- _Assignment_: Of the entries below, return exactly those lines that fall between the one containing "self.frames.clone()" and the one containing "let mut first_seen: HashMap<u32, PartitionId>", the two end lines included.

[[ Data for this exercise open ]]

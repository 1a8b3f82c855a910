//! Sample-clocked mixer for real-time output streams.
//!
//! The stream callback pulls frames through [`StreamMixer::fill`], which
//! advances a shared frame counter. That counter is the output's clock: an
//! output reads it without taking the mixer lock, so beat tracking follows
//! what has actually been handed to the device.

use std::sync::{
    atomic::{AtomicU64, Ordering},
    Arc,
};

struct QueuedVoice {
    start: u64,
    samples: Vec<f32>,
}

impl QueuedVoice {
    fn end(&self) -> u64 {
        self.start + self.samples.len() as u64
    }
}

/// Mixes queued voices into mono frames on demand.
pub struct StreamMixer {
    sample_rate: u32,
    frames: Arc<AtomicU64>,
    voices: Vec<QueuedVoice>,
}

impl StreamMixer {
    pub fn new(sample_rate: u32) -> Self {
        Self {
            sample_rate,
            frames: Arc::new(AtomicU64::new(0)),
            voices: Vec::new(),
        }
    }

    /// Counter of frames handed to the device so far.
    pub fn frame_counter(&self) -> Arc<AtomicU64> {
        self.frames.clone()
    }

    pub fn frames_played(&self) -> u64 {
        self.frames.load(Ordering::SeqCst)
    }

    /// Seconds of audio consumed by the stream.
    pub fn current_time(&self) -> f64 {
        if self.sample_rate == 0 {
            return 0.0;
        }
        self.frames_played() as f64 / f64::from(self.sample_rate)
    }

    /// Queues rendered samples to start at frame `start`. A start that has
    /// already passed plays the remainder from the current frame.
    pub fn queue(&mut self, start: u64, samples: Vec<f32>) {
        let voice = QueuedVoice { start, samples };
        if voice.end() > self.frames_played() {
            self.voices.push(voice);
        }
    }

    /// Voices that have not finished playing.
    pub fn pending(&self) -> usize {
        self.voices.len()
    }

    /// Writes the next `out.len()` frames and advances the counter.
    pub fn fill(&mut self, out: &mut [f32]) {
        let first = self.frames_played();

        for (offset, slot) in out.iter_mut().enumerate() {
            let frame = first + offset as u64;
            let mixed: f32 = self
                .voices
                .iter()
                .filter(|voice| frame >= voice.start)
                .filter_map(|voice| voice.samples.get((frame - voice.start) as usize))
                .sum();
            // soft clip
            *slot = mixed.tanh();
        }

        let end = first + out.len() as u64;
        self.frames.store(end, Ordering::SeqCst);
        self.voices.retain(|voice| voice.end() > end);
    }
}
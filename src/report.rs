//! Import outputs: the source-to-partition map and the run report.

use std::collections::HashMap;
use std::fs::File;
use std::io::{BufWriter, Write};
use std::path::Path;
use std::time::Duration;

use crate::catalog::CatalogRecord;
use crate::error::Result;
use crate::ingest::stats::StatsSnapshot;
use crate::partition::{PartitionId, PlanConfig, PopulationReport};

/// Write `source_id,partition_id` rows, one per distinct source, sorted by
/// source id. A source seen under several partitions keeps its first one.
pub fn write_source_map(
    path: &Path,
    records: &[CatalogRecord],
    assignments: &[PartitionId],
) -> Result<()> {
    debug_assert_eq!(records.len(), assignments.len());

    let mut first_seen: HashMap<u32, PartitionId> = HashMap::new();
    for (record, &partition) in records.iter().zip(assignments) {
        first_seen.entry(record.source_id).or_insert(partition);
    }

    let mut sources: Vec<_> = first_seen.into_iter().collect();
    sources.sort_unstable_by_key(|&(source_id, _)| source_id);

    let mut out = BufWriter::new(File::create(path)?);
    writeln!(out, "source_id,partition_id")?;
    for (source_id, partition) in sources {
        writeln!(out, "{source_id},{partition}")?;
    }
    out.flush()?;
    Ok(())
}

/// Everything the run report needs, gathered after the workers finish.
#[derive(Debug)]
pub struct RunSummary<'a> {
    pub input: &'a Path,
    pub config: PlanConfig,
    pub population: PopulationReport,
    pub stats: StatsSnapshot,
    pub tasks_total: u64,
    pub shard_count: usize,
    pub workers: usize,
    pub pool_size: usize,
    pub batch_size: usize,
    pub elapsed: Duration,
}

pub fn write_run_report(path: &Path, summary: &RunSummary<'_>) -> Result<()> {
    let mut out = BufWriter::new(File::create(path)?);
    let total = summary.stats.total();
    let rate = if total > 0 {
        100.0 * summary.stats.success as f64 / total as f64
    } else {
        100.0
    };
    let secs = summary.elapsed.as_secs_f64();
    let throughput = if secs > 0.0 {
        summary.stats.success as f64 / secs
    } else {
        0.0
    };

    writeln!(out, "import run report")?;
    writeln!(out, "=================")?;
    writeln!(out, "input:            {}", summary.input.display())?;
    writeln!(out, "base depth:       {}", summary.config.base_depth)?;
    writeln!(out, "fine depth:       {}", summary.config.fine_depth)?;
    writeln!(out, "split threshold:  {}", summary.config.threshold)?;
    writeln!(out, "workers:          {}", summary.workers)?;
    writeln!(out, "pool size:        {}", summary.pool_size)?;
    writeln!(out, "batch size:       {}", summary.batch_size)?;
    writeln!(out)?;
    writeln!(out, "records:          {}", summary.population.total_records)?;
    writeln!(out, "occupied cells:   {}", summary.population.occupied_cells)?;
    writeln!(
        out,
        "cell population:  min {} / max {} / avg {:.1}",
        summary.population.min_population,
        summary.population.max_population,
        summary.population.avg_population
    )?;
    writeln!(out, "refined cells:    {}", summary.population.refined_cells)?;
    writeln!(out, "shards created:   {}", summary.shard_count)?;
    writeln!(out)?;
    writeln!(
        out,
        "tasks:            {} / {}",
        summary.stats.tasks_done, summary.tasks_total
    )?;
    writeln!(out, "rows imported:    {}", summary.stats.success)?;
    writeln!(out, "rows failed:      {}", summary.stats.error)?;
    writeln!(out, "success rate:     {rate:.2}%")?;
    writeln!(out, "elapsed:          {secs:.2}s")?;
    writeln!(out, "throughput:       {throughput:.0} rows/s")?;
    out.flush()?;
    Ok(())
}

#[cfg(test)]
mod tests {
    use super::*;
    use crate::catalog::SkyPosition;

    fn record(source_id: u32) -> CatalogRecord {
        CatalogRecord {
            timestamp: "2024-01-01 00:00:00".to_string(),
            source_id,
            position: SkyPosition::new(0.0, 0.0),
            magnitude: 10.0,
            time_value: 0.0,
        }
    }

    fn temp_path(name: &str) -> std::path::PathBuf {
        std::env::temp_dir().join(format!("skyshard_test_{name}_{}", std::process::id()))
    }

    #[test]
    fn source_map_is_sorted_and_deduplicated() {
        let records = vec![record(5), record(2), record(5), record(9)];
        let assignments = vec![
            PartitionId::base(10),
            PartitionId::base(20),
            PartitionId::composite(1, 3),
            PartitionId::base(30),
        ];

        let path = temp_path("source_map.csv");
        write_source_map(&path, &records, &assignments).unwrap();
        let contents = std::fs::read_to_string(&path).unwrap();
        std::fs::remove_file(&path).ok();

        let lines: Vec<_> = contents.lines().collect();
        assert_eq!(lines[0], "source_id,partition_id");
        // Source 5 keeps its first partition (10), not the later composite.
        assert_eq!(lines[1], "2,20");
        assert_eq!(lines[2], "5,10");
        assert_eq!(lines[3], "9,30");
        assert_eq!(lines.len(), 4);
    }

    #[test]
    fn run_report_carries_the_key_numbers() {
        use crate::ingest::stats::StatsSnapshot;

        let summary = RunSummary {
            input: Path::new("catalog.csv"),
            config: PlanConfig {
                base_depth: 6,
                fine_depth: 8,
                threshold: 10_000,
            },
            population: PopulationReport {
                occupied_cells: 12,
                min_population: 1,
                max_population: 15_000,
                avg_population: 833.3,
                refined_cells: 1,
                total_records: 10_000,
            },
            stats: StatsSnapshot {
                success: 9_900,
                error: 100,
                tasks_done: 40,
            },
            tasks_total: 40,
            shard_count: 40,
            workers: 8,
            pool_size: 8,
            batch_size: 500,
            elapsed: Duration::from_secs_f64(2.0),
        };

        let path = temp_path("run_report.txt");
        write_run_report(&path, &summary).unwrap();
        let contents = std::fs::read_to_string(&path).unwrap();
        std::fs::remove_file(&path).ok();

        assert!(contents.contains("rows imported:    9900"));
        assert!(contents.contains("rows failed:      100"));
        assert!(contents.contains("success rate:     99.00%"));
        assert!(contents.contains("refined cells:    1"));
        assert!(contents.contains("throughput:       4950 rows/s"));
    }
}
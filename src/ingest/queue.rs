//! Blocking work queue shared by the import workers.

use std::collections::VecDeque;
use std::sync::{Condvar, Mutex};

use super::ImportTask;

struct Inner {
    tasks: VecDeque<ImportTask>,
    closed: bool,
}

/// Multi-producer, multi-consumer queue. `pop` blocks until a task is
/// available or the queue is closed and drained.
pub struct TaskQueue {
    inner: Mutex<Inner>,
    ready: Condvar,
}

impl TaskQueue {
    pub fn new() -> Self {
        TaskQueue {
            inner: Mutex::new(Inner {
                tasks: VecDeque::new(),
                closed: false,
            }),
            ready: Condvar::new(),
        }
    }

    pub fn push(&self, task: ImportTask) {
        let mut inner = lock_clean(&self.inner);
        inner.tasks.push_back(task);
        drop(inner);
        self.ready.notify_one();
    }

    /// Signal that no more tasks will arrive. Wakes all blocked consumers.
    pub fn close(&self) {
        let mut inner = lock_clean(&self.inner);
        inner.closed = true;
        drop(inner);
        self.ready.notify_all();
    }

    /// Take the next task, blocking while the queue is open and empty.
    /// Returns `None` once the queue is closed and fully drained.
    pub fn pop(&self) -> Option<ImportTask> {
        let mut inner = lock_clean(&self.inner);
        loop {
            if let Some(task) = inner.tasks.pop_front() {
                return Some(task);
            }
            if inner.closed {
                return None;
            }
            inner = match self.ready.wait(inner) {
                Ok(guard) => guard,
                Err(poisoned) => poisoned.into_inner(),
            };
        }
    }

}

impl Default for TaskQueue {
    fn default() -> Self {
        Self::new()
    }
}

fn lock_clean(mutex: &Mutex<Inner>) -> std::sync::MutexGuard<'_, Inner> {
    match mutex.lock() {
        Ok(guard) => guard,
        Err(poisoned) => poisoned.into_inner(),
    }
}
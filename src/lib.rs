//! Adaptive HEALPix sharding and proximity search for sky catalogs.
//!
//! A catalog of timestamped sky observations is partitioned over a two-level
//! HEALPix tessellation: every record maps to a coarse base cell, and base
//! cells whose population exceeds a threshold are split into fine-level
//! shards. The [`ingest`] pipeline bulk-loads the sharded catalog through a
//! bounded connection pool, and [`query`] answers nearest-neighbour and
//! cone searches against the same partition scheme the import used.

pub mod catalog;
pub mod error;
pub mod generate;
pub mod healpix;
pub mod ingest;
pub mod partition;
pub mod query;
pub mod report;
pub mod sphere;
pub mod storage;

pub use error::{Error, Result};
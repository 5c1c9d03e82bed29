//! HEALPix (Hierarchical Equal Area isoLatitude Pixelisation) tessellation.
//!
//! Nested indexing scheme over the 12 base healpixes:
//! - 0–3: north polar cap
//! - 4–7: equatorial belt
//! - 8–11: south polar cap
//!
//! Within each base healpix, `x` increases northeast and `y` increases
//! northwest. A [`Tessellation`] fixes a depth (`nside = 2^depth`) and maps
//! sky directions to cells, enumerates cell neighbourhoods, and answers
//! disc queries. Higher depth means smaller, more numerous cells.

use std::collections::{HashSet, VecDeque};
use std::f64::consts::{FRAC_PI_2, FRAC_PI_4, PI, TAU};

use crate::sphere::{angular_distance, lon_lat_to_xyz};

/// Nested HEALPix cell index at some depth.
pub type CellId = u64;

/// A HEALPix tessellation of the sphere at a fixed depth.
#[derive(Debug, Clone, Copy, PartialEq, Eq)]
pub struct Tessellation {
    depth: u8,
}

[[ Data for this exercise closed ]]

- _Solution to this task_:
        self.frames.clone()
    }

    pub fn frames_played(&self) -> u64 {
        self.frames.load(Ordering::SeqCst)
    }

    /// Seconds of audio consumed by the stream.
    pub fn current_time(&self) -> f64 {
        if self.sample_rate == 0 {
            return 0.0;
        }
        self.frames_played() as f64 / f64::from(self.sample_rate)
    }

    /// Queues rendered samples to start at frame `start`. A start that has
    /// already passed plays the remainder from the current frame.
    pub fn queue(&mut self, start: u64, samples: Vec<f32>) {
        let voice = QueuedVoice { start, samples };
        if voice.end() > self.frames_played() {
            self.voices.push(voice);
        }
    }

    /// Voices that have not finished playing.
    pub fn pending(&self) -> usize {
        self.voices.len()
    }

    /// Writes the next `out.len()` frames and advances the counter.
    pub fn fill(&mut self, out: &mut [f32]) {
        let first = self.frames_played();

        for (offset, slot) in out.iter_mut().enumerate() {
            let frame = first + offset as u64;
            let mixed: f32 = self
                .voices
                .iter()
                .filter(|voice| frame >= voice.start)
                .filter_map(|voice| voice.samples.get((frame - voice.start) as usize))
                .sum();
            // soft clip
            *slot = mixed.tanh();
        }

        let end = first + out.len() as u64;
        self.frames.store(end, Ordering::SeqCst);
        self.voices.retain(|voice| voice.end() > end);
    }
}
filename src/report.rs
//! Import outputs: the source-to-partition map and the run report.

use std::collections::HashMap;
use std::fs::File;
use std::io::{BufWriter, Write};
use std::path::Path;
use std::time::Duration;

use crate::catalog::CatalogRecord;
use crate::error::Result;
use crate::ingest::stats::StatsSnapshot;
use crate::partition::{PartitionId, PlanConfig, PopulationReport};

/// Write `source_id,partition_id` rows, one per distinct source, sorted by
/// source id. A source seen under several partitions keeps its first one.
pub fn write_source_map(
    path: &Path,
    records: &[CatalogRecord],
    assignments: &[PartitionId],
) -> Result<()> {
    debug_assert_eq!(records.len(), assignments.len());

    let mut first_seen: HashMap<u32, PartitionId> = HashMap::new();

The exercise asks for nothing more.